I've actually come to the conclusion that those of us who were raised in stable loving families are a minority. I'm not exaggerating. After I became a "single mother", and it became public, it was actually frightening how many people, both men and women, began to open up to me, telling me about their pain and struggles. Abusive marriages, strained relationships with parents and siblings, fury at childhood wrongs...and somehow, these people succeed in being loving parents and supportive neighbors and friends.

So, my letter to my mother? A couple of years ago, someone accused me of doing something that I didn't do. I was accused of erasing an e-mail, and from that, the accusations continued...I ALWAYS erased this person's e-mails, I was trying to drive a wedge between this person and the rest of the family, I had withheld information that this person had wanted to pass on, etc.

What can I say? The accusation was so totally untrue that it still astounds me when I think about it. I had accidently deleted the e-mail, but had not even been aware that I had deleted it...it was only when I told someone else to take a look at it, and saw that it wasn't there anymore, that I realized that I had deleted it. As to the other accusations, they couldn't have been more untrue -- in fact, it was to prevent a wedge from being driven between the accuser and the rest of the family that I hadn't told the accuser that I had always passed on her information, but the person that she had expected to respond hadn't wanted to.

Anyway, I mentioned this whole incident to my mother. My mother told me that things like that had happened to her in the past -- she had been taken to task for something or other by family members. She told me, "I always say 'I'm sorry'. Then, I go ahead and do what I think is right. But it doesn't cost me anything to say 'I'm sorry', and it keeps the peace."

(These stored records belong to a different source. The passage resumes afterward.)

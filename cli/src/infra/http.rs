//! Shared HTTP plumbing for the platform clients.

use std::time::Duration;

use reqwest::{Client, Response, StatusCode};

use crate::domain::ApiError;

/// Per-request timeout applied by both platform clients.
pub const REQUEST_TIMEOUT: Duration = Duration::from_secs(60);

/// Build the HTTP client shared by the platform clients.
///
/// # Errors
///
/// Returns `ApiError::Remote` if the TLS backend cannot be initialised.
pub fn build_client() -> Result<Client, ApiError> {
    Client::builder()
        .timeout(REQUEST_TIMEOUT)
        .user_agent(concat!("logship/", env!("CARGO_PKG_VERSION")))
        .build()
        .map_err(|e| ApiError::Remote(format!("building HTTP client: {e}")))
}

/// `Authorization` header value for an access token.
///
/// Macaroon tokens already carry their `FlyV1` scheme; anything else is sent
/// as a bearer token.
#[must_use]
pub fn authorization(token: &str) -> String {
    let token = token.trim();
    if token.starts_with("FlyV1 ") || token.starts_with("Bearer ") {
        token.to_string()
    } else {
        format!("Bearer {token}")
    }
}

/// Map a transport failure to `ApiError::Remote`.
pub fn transport_error(what: &str, err: &reqwest::Error) -> ApiError {
    ApiError::Remote(format!("{what}: {err}"))
}

/// Turn a non-success status into an `ApiError`, passing successes through.
///
/// # Errors
///
/// Returns `ApiError::NotFound` for 404 and `ApiError::Remote` with the
/// response body for any other non-success status.
pub async fn check_status(what: &str, response: Response) -> Result<Response, ApiError> {
    let status = response.status();
    if status.is_success() {
        return Ok(response);
    }
    let body = response.text().await.unwrap_or_default();
    Err(status_error(what, status, &body))
}

/// Classify a non-success status.
#[must_use]
pub fn status_error(what: &str, status: StatusCode, body: &str) -> ApiError {
    if status == StatusCode::NOT_FOUND {
        return ApiError::NotFound(what.to_string());
    }
    let body = body.trim();
    if body.is_empty() {
        ApiError::Remote(format!("{what}: HTTP {status}"))
    } else {
        ApiError::Remote(format!("{what}: HTTP {status}: {body}"))
    }
}
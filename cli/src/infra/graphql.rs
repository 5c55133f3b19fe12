//! Platform GraphQL client.
//!
//! Implements the app, add-on, token, secret and region ports. GraphQL
//! errors are classified once here: a `NOT_FOUND` extension code or a
//! "Could not find" message becomes `ApiError::NotFound`, anything else
//! `ApiError::Remote`.

use reqwest::Client;
use serde::Deserialize;
use serde::de::DeserializeOwned;
use serde_json::{Value, json};

use crate::application::ports::{
    AccessTokenRequest, AddOnDirectory, ApiResult, AppDirectory, CreateAddOnInput,
    CreateAppInput, RegionLocator, SecretStore, TokenIssuer,
};
use crate::domain::{AddOn, ApiError, AppRef, SecretInput};
use crate::infra::http::{authorization, build_client, status_error, transport_error};

const APP_FIELDS: &str = "id name organization { id slug rawSlug }";

const GET_APP: &str = "query GetApp($name: String!) { app(name: $name) { %APP% } }";

const GET_APPS_BY_ROLE: &str = "query GetAppsByRole($role: String!, $organizationId: ID!) { \
     apps(role: $role, organizationId: $organizationId) { nodes { %APP% } } }";

const CREATE_APP: &str = "mutation CreateApp($input: CreateAppInput!) { \
     createApp(input: $input) { app { %APP% } } }";

const GET_ADD_ON: &str = "query GetAddOn($name: String) { addOn(name: $name) { id name token } }";

const CREATE_ADD_ON: &str = "mutation CreateAddOn($input: CreateAddOnInput!) { \
     createAddOn(input: $input) { addOn { id name token } } }";

const CREATE_LIMITED_ACCESS_TOKEN: &str = "mutation CreateLimitedAccessToken(\
     $name: String!, $organizationId: ID!, $profile: String!, $profileParams: JSON, $expiry: String) { \
     createLimitedAccessToken(input: { name: $name, organizationId: $organizationId, \
     profile: $profile, profileParams: $profileParams, expiry: $expiry }) { \
     limitedAccessToken { token } } }";

const SET_SECRETS: &str = "mutation SetSecrets($input: SetSecretsInput!) { \
     setSecrets(input: $input) { release { id } } }";

const NEAREST_REGION: &str = "query NearestRegion { nearestRegion { code } }";

/// Client for the platform GraphQL endpoint.
pub struct GraphqlClient {
    http: Client,
    endpoint: String,
    authorization: String,
}

impl std::fmt::Debug for GraphqlClient {
    fn fmt(&self, f: &mut std::fmt::Formatter<'_>) -> std::fmt::Result {
        f.debug_struct("GraphqlClient")
            .field("endpoint", &self.endpoint)
            .finish_non_exhaustive()
    }
}

impl GraphqlClient {
    /// Create a client for `endpoint` authenticating with `token`.
    ///
    /// # Errors
    ///
    /// Returns an error if the HTTP client cannot be built.
    pub fn new(endpoint: &str, token: &str) -> ApiResult<Self> {
        Ok(Self {
            http: build_client()?,
            endpoint: endpoint.to_string(),
            authorization: authorization(token),
        })
    }

    async fn execute<T: DeserializeOwned>(
        &self,
        operation: &str,
        query: &str,
        variables: Value,
    ) -> ApiResult<T> {
        let query = query.replace("%APP%", APP_FIELDS);
        tracing::debug!(%operation, endpoint = %self.endpoint, "graphql request");

        let response = self
            .http
            .post(&self.endpoint)
            .header(reqwest::header::AUTHORIZATION, &self.authorization)
            .json(&json!({ "query": query, "variables": variables }))
            .send()
            .await
            .map_err(|e| transport_error(operation, &e))?;

        let status = response.status();
        let body = response
            .text()
            .await
            .map_err(|e| transport_error(operation, &e))?;

        decode(operation, status, &body)
    }
}

#[derive(Debug, Deserialize)]
struct GraphqlResponse<T> {
    data: Option<T>,
    #[serde(default)]
    errors: Vec<GraphqlError>,
}

#[derive(Debug, Deserialize)]
struct GraphqlError {
    message: String,
    #[serde(default)]
    extensions: Option<ErrorExtensions>,
}

#[derive(Debug, Deserialize)]
struct ErrorExtensions {
    code: Option<String>,
}

/// Decode a GraphQL HTTP response body into `T` or a classified error.
fn decode<T: DeserializeOwned>(
    operation: &str,
    status: reqwest::StatusCode,
    body: &str,
) -> ApiResult<T> {
    let parsed: GraphqlResponse<T> = match serde_json::from_str(body) {
        Ok(parsed) => parsed,
        Err(_) if !status.is_success() => return Err(status_error(operation, status, body)),
        Err(e) => {
            return Err(ApiError::Remote(format!(
                "{operation}: invalid response: {e}"
            )));
        }
    };

    if !parsed.errors.is_empty() {
        return Err(classify(operation, &parsed.errors));
    }
    if !status.is_success() {
        return Err(status_error(operation, status, body));
    }
    parsed
        .data
        .ok_or_else(|| ApiError::Remote(format!("{operation}: response contained no data")))
}

fn classify(operation: &str, errors: &[GraphqlError]) -> ApiError {
    let message = errors
        .iter()
        .map(|e| e.message.as_str())
        .collect::<Vec<_>>()
        .join("; ");
    let not_found = errors.iter().any(|e| {
        e.extensions
            .as_ref()
            .and_then(|x| x.code.as_deref())
            .is_some_and(|c| c == "NOT_FOUND")
            || e.message.contains("Could not find")
    });
    tracing::debug!(%operation, not_found, %message, "graphql errors");
    if not_found {
        ApiError::NotFound(message)
    } else {
        ApiError::Remote(message)
    }
}

// ── Response shapes ───────────────────────────────────────────────────────────

#[derive(Debug, Deserialize)]
struct AppData {
    app: Option<AppRef>,
}

#[derive(Debug, Deserialize)]
struct AppsData {
    apps: AppNodes,
}

#[derive(Debug, Deserialize)]
struct AppNodes {
    nodes: Vec<AppRef>,
}

#[derive(Debug, Deserialize)]
#[serde(rename_all = "camelCase")]
struct CreateAppData {
    create_app: CreatedApp,
}

#[derive(Debug, Deserialize)]
struct CreatedApp {
    app: AppRef,
}

#[derive(Debug, Deserialize)]
#[serde(rename_all = "camelCase")]
struct AddOnData {
    add_on: Option<AddOn>,
}

#[derive(Debug, Deserialize)]
#[serde(rename_all = "camelCase")]
struct CreateAddOnData {
    create_add_on: CreatedAddOn,
}

#[derive(Debug, Deserialize)]
#[serde(rename_all = "camelCase")]
struct CreatedAddOn {
    add_on: AddOn,
}

#[derive(Debug, Deserialize)]
#[serde(rename_all = "camelCase")]
struct CreateTokenData {
    create_limited_access_token: CreatedToken,
}

#[derive(Debug, Deserialize)]
#[serde(rename_all = "camelCase")]
struct CreatedToken {
    limited_access_token: TokenValue,
}

#[derive(Debug, Deserialize)]
struct TokenValue {
    token: String,
}

#[derive(Debug, Deserialize)]
#[serde(rename_all = "camelCase")]
struct NearestRegionData {
    nearest_region: RegionCode,
}

#[derive(Debug, Deserialize)]
struct RegionCode {
    code: String,
}

// ── Port implementations ──────────────────────────────────────────────────────

impl AppDirectory for GraphqlClient {
    async fn get_app(&self, name: &str) -> ApiResult<AppRef> {
        let data: AppData = self
            .execute("GetApp", GET_APP, json!({ "name": name }))
            .await?;
        data.app
            .ok_or_else(|| ApiError::NotFound(format!("app {name}")))
    }

    async fn apps_by_role(&self, role: &str, organization_id: &str) -> ApiResult<Vec<AppRef>> {
        let data: AppsData = self
            .execute(
                "GetAppsByRole",
                GET_APPS_BY_ROLE,
                json!({ "role": role, "organizationId": organization_id }),
            )
            .await?;
        Ok(data.apps.nodes)
    }

    async fn create_app(&self, input: &CreateAppInput) -> ApiResult<AppRef> {
        let data: CreateAppData = self
            .execute(
                "CreateApp",
                CREATE_APP,
                json!({ "input": {
                    "organizationId": input.organization_id,
                    "appRoleId": input.role_id,
                    "name": input.name,
                    "machines": input.machines,
                } }),
            )
            .await?;
        Ok(data.create_app.app)
    }
}

impl AddOnDirectory for GraphqlClient {
    async fn get_addon(&self, name: &str) -> ApiResult<AddOn> {
        let data: AddOnData = self
            .execute("GetAddOn", GET_ADD_ON, json!({ "name": name }))
            .await?;
        data.add_on
            .ok_or_else(|| ApiError::NotFound(format!("add-on {name}")))
    }

    async fn create_addon(&self, input: &CreateAddOnInput) -> ApiResult<AddOn> {
        let data: CreateAddOnData = self
            .execute(
                "CreateAddOn",
                CREATE_ADD_ON,
                json!({ "input": {
                    "organizationId": input.organization_id,
                    "name": input.name,
                    "appId": input.app_id,
                    "type": input.addon_type.as_str(),
                } }),
            )
            .await?;
        Ok(data.create_add_on.add_on)
    }
}

impl TokenIssuer for GraphqlClient {
    async fn create_limited_access_token(&self, request: &AccessTokenRequest) -> ApiResult<String> {
        let data: CreateTokenData = self
            .execute(
                "CreateLimitedAccessToken",
                CREATE_LIMITED_ACCESS_TOKEN,
                json!({
                    "name": request.name,
                    "organizationId": request.organization_id,
                    "profile": request.profile,
                    "profileParams": request.profile_params,
                    "expiry": request.expiry,
                }),
            )
            .await?;
        Ok(data.create_limited_access_token.limited_access_token.token)
    }
}

impl SecretStore for GraphqlClient {
    async fn set_secrets(&self, app_id: &str, secrets: &[SecretInput]) -> ApiResult<()> {
        let secrets: Vec<Value> = secrets
            .iter()
            .map(|s| json!({ "key": s.key, "value": s.value }))
            .collect();
        let _: Value = self
            .execute(
                "SetSecrets",
                SET_SECRETS,
                json!({ "input": { "appId": app_id, "secrets": secrets } }),
            )
            .await?;
        Ok(())
    }
}

impl RegionLocator for GraphqlClient {
    async fn nearest_region(&self) -> ApiResult<String> {
        let data: NearestRegionData = self
            .execute("NearestRegion", NEAREST_REGION, json!({}))
            .await?;
        Ok(data.nearest_region.code)
    }
}
//! Staleness flags for widget nodes.

use bitflags::bitflags;

bitflags! {
    /// Per-node staleness flags.
    ///
    /// Measurement (`REQUISITION`) and assignment (`ALLOCATION`) are tracked
    /// separately so a layout pass only recomputes what a resize request
    /// actually touched.
    #[derive(Debug, Clone, Copy, PartialEq, Eq, Hash)]
    pub struct DirtyFlags: u8 {
        /// No changes
        const NONE          = 0;

        /// Cached requisition is stale and must be recalculated on next query.
        const REQUISITION   = 1 << 0;

        /// Node lies on the path of a resize request. Its next allocation is
        /// applied (and propagated to its children) even when the rectangle
        /// did not change.
        const ALLOCATION    = 1 << 1;

        /// Cached drawable was dropped and must be rebuilt before exposure.
        const DRAWABLE      = 1 << 2;

        /// Root only: something in the tree changed appearance since the last
        /// exposure.
        const REDRAW        = 1 << 3;
    }
}

impl DirtyFlags {
    /// Flags set on every node along a resize request.
    pub const RESIZE_CHAIN: Self = Self::REQUISITION.union(Self::ALLOCATION);

    /// Returns true if the requisition must be recomputed.
    #[inline]
    pub fn needs_requisition(&self) -> bool {
        self.contains(Self::REQUISITION)
    }

    /// Returns true if the next allocation must be applied unconditionally.
    #[inline]
    pub fn needs_allocation(&self) -> bool {
        self.contains(Self::ALLOCATION)
    }

    /// Returns true if the render cache has to be rebuilt.
    #[inline]
    pub fn needs_drawable(&self) -> bool {
        self.contains(Self::DRAWABLE)
    }
}

impl Default for DirtyFlags {
    fn default() -> Self {
        Self::NONE
    }
}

Anyway, in my letter to my mother, I wrote that I want to be like my mother when I grow up, because I think that that's probably one of the wisest things that I've ever heard. My mother may take the mitzva of not speaking "lashon hara" a bit to the extreme -- in fact, she could write the book! But when I look at my family, and see that we all get along, don't criticize each other, and are pretty supportive of each other, I see that that comes from my mother, and I hope that I can impart that to the next generation.

No, I never said "I'm sorry" to my accuser. I couldn't. But I admire my mother for being able to overcome the kind of anger that I feel over an issue like this and just doing what needs to be done to keep peace.